* [Dataset records]:
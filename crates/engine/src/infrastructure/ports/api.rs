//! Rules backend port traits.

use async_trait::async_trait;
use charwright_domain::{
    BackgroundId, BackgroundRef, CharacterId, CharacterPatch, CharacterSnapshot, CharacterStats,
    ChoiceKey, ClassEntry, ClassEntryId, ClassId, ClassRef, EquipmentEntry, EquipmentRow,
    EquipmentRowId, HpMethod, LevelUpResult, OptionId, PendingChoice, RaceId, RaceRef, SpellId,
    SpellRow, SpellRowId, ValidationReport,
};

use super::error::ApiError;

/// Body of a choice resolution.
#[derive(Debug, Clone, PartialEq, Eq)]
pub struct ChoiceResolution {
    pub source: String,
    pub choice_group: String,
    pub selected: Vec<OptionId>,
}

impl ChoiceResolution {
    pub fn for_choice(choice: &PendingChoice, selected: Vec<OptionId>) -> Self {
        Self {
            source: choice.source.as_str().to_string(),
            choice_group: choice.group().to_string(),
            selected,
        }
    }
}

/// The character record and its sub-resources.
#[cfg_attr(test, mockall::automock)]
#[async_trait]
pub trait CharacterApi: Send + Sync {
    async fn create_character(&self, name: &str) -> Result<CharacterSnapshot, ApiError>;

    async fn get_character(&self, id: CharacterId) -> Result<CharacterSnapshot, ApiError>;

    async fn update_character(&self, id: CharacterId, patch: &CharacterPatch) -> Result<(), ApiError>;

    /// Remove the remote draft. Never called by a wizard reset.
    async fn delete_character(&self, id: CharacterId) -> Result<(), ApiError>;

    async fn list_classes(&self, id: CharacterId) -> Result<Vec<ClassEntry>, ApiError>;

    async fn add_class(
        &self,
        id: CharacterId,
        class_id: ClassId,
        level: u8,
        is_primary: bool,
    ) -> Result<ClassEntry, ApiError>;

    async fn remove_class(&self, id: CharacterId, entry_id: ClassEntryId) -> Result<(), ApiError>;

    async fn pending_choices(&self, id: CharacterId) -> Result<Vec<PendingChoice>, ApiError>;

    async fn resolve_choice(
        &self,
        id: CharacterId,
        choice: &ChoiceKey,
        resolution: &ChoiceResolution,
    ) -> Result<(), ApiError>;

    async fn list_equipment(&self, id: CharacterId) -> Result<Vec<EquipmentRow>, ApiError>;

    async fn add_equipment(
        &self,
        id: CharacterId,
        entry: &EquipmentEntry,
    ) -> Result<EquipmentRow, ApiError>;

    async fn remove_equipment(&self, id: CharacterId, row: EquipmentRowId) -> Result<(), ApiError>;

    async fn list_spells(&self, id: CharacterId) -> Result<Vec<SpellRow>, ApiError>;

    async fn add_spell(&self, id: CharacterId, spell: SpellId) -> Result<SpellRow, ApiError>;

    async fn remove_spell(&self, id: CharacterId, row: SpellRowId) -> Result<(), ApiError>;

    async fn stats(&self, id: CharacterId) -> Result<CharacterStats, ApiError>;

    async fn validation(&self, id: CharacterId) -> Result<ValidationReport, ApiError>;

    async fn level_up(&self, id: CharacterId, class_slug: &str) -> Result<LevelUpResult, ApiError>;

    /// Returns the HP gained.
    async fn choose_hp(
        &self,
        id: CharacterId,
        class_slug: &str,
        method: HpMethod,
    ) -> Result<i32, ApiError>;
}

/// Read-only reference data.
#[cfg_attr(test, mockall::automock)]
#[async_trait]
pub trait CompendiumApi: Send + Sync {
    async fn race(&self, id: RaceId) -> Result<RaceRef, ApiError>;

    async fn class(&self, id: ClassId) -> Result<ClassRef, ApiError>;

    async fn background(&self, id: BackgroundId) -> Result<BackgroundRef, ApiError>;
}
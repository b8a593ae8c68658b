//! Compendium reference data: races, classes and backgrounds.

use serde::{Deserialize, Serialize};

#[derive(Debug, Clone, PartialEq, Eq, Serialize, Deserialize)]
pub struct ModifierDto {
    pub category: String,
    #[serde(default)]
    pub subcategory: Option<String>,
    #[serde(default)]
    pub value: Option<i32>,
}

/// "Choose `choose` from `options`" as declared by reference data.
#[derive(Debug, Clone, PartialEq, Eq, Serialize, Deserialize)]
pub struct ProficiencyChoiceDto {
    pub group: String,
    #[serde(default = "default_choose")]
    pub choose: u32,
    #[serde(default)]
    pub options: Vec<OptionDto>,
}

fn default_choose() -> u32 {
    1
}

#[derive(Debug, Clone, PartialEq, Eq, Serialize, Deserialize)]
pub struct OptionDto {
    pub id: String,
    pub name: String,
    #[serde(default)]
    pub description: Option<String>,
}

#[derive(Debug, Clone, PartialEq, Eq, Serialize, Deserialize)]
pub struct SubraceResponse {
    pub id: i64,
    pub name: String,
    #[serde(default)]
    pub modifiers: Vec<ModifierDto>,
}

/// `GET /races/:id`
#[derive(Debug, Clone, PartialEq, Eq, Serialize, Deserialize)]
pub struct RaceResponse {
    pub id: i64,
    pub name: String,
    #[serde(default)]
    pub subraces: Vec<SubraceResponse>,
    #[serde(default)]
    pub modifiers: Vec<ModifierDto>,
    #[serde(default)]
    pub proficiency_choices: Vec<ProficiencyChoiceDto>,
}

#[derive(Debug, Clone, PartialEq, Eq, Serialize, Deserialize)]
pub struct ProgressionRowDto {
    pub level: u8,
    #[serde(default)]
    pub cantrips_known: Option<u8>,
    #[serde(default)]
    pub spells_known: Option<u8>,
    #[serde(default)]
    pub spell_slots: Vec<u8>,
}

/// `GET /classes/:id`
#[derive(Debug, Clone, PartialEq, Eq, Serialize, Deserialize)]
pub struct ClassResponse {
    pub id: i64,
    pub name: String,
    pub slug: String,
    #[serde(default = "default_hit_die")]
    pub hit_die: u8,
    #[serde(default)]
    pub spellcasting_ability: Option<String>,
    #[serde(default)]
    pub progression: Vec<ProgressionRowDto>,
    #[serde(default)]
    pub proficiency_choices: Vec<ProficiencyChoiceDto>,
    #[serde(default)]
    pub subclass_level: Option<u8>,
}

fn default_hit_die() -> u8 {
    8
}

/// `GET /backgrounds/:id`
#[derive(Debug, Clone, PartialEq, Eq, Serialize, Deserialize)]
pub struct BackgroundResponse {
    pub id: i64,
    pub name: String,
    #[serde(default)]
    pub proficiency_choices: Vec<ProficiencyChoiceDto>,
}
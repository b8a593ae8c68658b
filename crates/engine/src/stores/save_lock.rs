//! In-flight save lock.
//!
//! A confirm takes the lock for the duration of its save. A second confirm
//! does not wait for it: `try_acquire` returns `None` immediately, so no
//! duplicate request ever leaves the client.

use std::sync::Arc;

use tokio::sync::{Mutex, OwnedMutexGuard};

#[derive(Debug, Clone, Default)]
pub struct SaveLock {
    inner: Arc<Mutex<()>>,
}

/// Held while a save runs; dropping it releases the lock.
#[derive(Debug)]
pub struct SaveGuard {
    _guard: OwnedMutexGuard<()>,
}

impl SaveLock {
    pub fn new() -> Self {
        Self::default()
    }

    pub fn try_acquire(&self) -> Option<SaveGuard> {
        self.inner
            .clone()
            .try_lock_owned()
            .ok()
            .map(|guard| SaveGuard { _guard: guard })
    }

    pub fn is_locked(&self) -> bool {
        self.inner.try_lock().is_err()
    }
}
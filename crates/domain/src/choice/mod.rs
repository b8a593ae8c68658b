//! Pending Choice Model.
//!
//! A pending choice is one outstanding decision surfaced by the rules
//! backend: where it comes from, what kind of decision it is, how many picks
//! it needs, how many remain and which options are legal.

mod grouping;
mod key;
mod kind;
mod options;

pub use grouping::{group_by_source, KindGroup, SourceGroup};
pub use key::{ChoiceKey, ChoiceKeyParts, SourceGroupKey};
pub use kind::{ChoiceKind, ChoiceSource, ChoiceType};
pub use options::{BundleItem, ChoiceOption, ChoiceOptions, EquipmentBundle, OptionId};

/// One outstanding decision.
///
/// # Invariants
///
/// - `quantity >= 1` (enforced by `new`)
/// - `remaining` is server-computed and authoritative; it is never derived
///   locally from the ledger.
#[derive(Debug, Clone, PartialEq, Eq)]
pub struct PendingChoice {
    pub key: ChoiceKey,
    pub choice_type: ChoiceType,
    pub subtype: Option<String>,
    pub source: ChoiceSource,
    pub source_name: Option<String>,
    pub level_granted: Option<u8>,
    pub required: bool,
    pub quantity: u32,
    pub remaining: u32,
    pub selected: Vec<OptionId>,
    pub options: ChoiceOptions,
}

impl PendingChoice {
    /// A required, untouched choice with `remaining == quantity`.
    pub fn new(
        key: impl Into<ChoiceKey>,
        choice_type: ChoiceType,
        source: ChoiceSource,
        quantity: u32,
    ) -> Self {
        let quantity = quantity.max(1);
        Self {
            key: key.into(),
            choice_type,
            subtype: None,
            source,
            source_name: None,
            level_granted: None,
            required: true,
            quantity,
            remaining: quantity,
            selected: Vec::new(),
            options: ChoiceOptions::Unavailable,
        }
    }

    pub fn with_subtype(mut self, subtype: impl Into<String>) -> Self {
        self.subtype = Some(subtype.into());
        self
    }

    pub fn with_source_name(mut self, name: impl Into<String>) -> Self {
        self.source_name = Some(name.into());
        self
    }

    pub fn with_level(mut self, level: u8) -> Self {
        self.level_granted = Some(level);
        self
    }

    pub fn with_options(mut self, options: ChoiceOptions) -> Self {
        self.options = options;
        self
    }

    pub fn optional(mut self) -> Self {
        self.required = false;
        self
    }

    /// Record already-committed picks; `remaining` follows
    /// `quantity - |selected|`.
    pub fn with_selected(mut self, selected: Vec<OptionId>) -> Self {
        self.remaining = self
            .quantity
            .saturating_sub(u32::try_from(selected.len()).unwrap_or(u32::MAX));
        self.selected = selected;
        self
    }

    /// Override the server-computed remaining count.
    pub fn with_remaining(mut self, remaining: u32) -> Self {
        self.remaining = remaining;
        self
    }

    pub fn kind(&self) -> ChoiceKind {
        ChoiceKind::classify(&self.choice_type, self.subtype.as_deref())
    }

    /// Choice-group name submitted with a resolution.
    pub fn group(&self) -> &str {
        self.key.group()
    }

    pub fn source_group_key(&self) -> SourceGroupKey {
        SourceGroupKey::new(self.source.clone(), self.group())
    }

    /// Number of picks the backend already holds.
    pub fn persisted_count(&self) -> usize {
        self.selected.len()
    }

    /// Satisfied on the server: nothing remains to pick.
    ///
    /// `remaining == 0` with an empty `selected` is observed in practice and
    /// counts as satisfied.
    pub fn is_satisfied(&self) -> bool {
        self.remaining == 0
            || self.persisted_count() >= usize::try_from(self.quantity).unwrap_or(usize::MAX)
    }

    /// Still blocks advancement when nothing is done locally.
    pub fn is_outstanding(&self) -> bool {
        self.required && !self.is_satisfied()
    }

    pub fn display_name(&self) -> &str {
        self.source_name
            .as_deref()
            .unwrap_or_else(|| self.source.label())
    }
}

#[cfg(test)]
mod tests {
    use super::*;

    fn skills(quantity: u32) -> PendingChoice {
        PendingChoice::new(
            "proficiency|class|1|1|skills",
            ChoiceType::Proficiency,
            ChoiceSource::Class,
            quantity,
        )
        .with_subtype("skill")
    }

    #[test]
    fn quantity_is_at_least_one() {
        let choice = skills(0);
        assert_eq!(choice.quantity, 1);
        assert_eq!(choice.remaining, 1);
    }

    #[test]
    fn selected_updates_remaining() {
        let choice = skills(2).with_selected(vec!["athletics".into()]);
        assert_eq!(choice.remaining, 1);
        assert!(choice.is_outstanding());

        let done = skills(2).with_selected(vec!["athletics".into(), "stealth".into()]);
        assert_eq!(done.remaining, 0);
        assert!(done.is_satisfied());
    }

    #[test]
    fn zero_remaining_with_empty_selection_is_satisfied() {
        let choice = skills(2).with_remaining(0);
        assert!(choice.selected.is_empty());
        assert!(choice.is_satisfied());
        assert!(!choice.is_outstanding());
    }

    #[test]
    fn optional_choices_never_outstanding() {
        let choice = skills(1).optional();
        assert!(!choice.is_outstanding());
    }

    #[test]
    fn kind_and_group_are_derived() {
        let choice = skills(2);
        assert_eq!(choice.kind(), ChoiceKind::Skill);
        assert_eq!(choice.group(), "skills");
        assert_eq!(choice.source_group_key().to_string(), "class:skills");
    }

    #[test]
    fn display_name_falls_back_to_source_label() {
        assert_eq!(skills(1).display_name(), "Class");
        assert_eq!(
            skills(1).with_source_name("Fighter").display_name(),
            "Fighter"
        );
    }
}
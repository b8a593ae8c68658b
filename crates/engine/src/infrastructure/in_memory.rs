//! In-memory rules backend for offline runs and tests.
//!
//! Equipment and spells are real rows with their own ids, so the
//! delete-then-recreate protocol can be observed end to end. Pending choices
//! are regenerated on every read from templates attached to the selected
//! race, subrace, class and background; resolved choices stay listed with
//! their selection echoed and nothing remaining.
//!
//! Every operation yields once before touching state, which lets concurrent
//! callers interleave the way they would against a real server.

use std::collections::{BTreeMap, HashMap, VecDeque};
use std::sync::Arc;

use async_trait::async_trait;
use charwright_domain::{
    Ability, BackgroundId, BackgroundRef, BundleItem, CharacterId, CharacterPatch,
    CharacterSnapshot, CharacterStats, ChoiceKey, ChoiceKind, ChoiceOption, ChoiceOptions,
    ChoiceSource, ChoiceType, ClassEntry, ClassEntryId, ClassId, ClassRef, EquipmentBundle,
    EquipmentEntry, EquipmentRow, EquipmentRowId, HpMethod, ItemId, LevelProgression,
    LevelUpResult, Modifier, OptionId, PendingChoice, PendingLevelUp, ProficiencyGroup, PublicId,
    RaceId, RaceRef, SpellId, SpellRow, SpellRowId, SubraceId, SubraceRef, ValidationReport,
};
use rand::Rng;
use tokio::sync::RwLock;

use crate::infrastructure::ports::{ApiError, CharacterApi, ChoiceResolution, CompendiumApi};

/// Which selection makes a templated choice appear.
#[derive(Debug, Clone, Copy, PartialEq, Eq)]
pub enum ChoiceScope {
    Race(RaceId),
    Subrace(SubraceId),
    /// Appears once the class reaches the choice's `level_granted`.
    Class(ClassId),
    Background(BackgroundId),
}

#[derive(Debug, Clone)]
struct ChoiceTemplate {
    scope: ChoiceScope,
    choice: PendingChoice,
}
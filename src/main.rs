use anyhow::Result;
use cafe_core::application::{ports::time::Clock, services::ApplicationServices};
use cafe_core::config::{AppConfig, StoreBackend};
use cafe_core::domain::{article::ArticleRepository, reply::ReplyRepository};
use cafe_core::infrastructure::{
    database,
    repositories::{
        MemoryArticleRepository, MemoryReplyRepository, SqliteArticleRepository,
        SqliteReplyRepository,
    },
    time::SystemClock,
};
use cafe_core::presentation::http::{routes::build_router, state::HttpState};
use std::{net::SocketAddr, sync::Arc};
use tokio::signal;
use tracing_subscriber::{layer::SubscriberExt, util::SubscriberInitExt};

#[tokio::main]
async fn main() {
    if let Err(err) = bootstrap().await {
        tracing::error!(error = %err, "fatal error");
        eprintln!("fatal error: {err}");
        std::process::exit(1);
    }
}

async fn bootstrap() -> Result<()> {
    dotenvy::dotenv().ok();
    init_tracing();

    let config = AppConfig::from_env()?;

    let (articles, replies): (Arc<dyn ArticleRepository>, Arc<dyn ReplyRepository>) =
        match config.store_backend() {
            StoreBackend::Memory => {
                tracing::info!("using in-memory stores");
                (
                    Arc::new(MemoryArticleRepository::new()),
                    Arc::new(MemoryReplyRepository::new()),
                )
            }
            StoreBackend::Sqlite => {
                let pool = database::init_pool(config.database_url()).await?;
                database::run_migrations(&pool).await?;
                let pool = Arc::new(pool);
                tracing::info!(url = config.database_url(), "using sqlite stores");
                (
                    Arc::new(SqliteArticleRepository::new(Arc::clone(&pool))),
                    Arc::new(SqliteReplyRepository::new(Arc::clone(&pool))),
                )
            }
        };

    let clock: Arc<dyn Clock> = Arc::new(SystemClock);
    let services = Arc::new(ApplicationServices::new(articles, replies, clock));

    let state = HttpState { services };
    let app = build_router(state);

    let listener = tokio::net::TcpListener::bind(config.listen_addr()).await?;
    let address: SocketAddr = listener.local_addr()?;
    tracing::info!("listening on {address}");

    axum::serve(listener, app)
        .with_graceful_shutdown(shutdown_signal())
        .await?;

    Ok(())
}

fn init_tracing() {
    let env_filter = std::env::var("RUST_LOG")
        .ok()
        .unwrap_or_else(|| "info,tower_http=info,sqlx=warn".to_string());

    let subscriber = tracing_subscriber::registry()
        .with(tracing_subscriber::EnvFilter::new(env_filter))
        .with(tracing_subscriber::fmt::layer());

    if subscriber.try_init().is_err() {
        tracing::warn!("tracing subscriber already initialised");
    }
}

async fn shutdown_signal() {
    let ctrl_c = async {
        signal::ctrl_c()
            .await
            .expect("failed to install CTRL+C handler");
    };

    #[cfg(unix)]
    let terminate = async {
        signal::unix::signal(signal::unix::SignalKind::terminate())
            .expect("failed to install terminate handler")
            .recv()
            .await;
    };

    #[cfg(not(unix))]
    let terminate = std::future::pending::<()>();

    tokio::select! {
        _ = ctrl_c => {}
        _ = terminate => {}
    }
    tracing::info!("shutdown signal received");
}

* [Instructions for the task]: Go back to the start of the listing above. Reproduce each line exactly, ending with the line that contains "pub struct ChoiceResolution".

* [Response box]:
filename crates/engine/src/infrastructure/ports/api.rs
//! Rules backend port traits.

use async_trait::async_trait;
use charwright_domain::{
    BackgroundId, BackgroundRef, CharacterId, CharacterPatch, CharacterSnapshot, CharacterStats,
    ChoiceKey, ClassEntry, ClassEntryId, ClassId, ClassRef, EquipmentEntry, EquipmentRow,
    EquipmentRowId, HpMethod, LevelUpResult, OptionId, PendingChoice, RaceId, RaceRef, SpellId,
    SpellRow, SpellRowId, ValidationReport,
};

use super::error::ApiError;

/// Body of a choice resolution.
#[derive(Debug, Clone, PartialEq, Eq)]
pub struct ChoiceResolution {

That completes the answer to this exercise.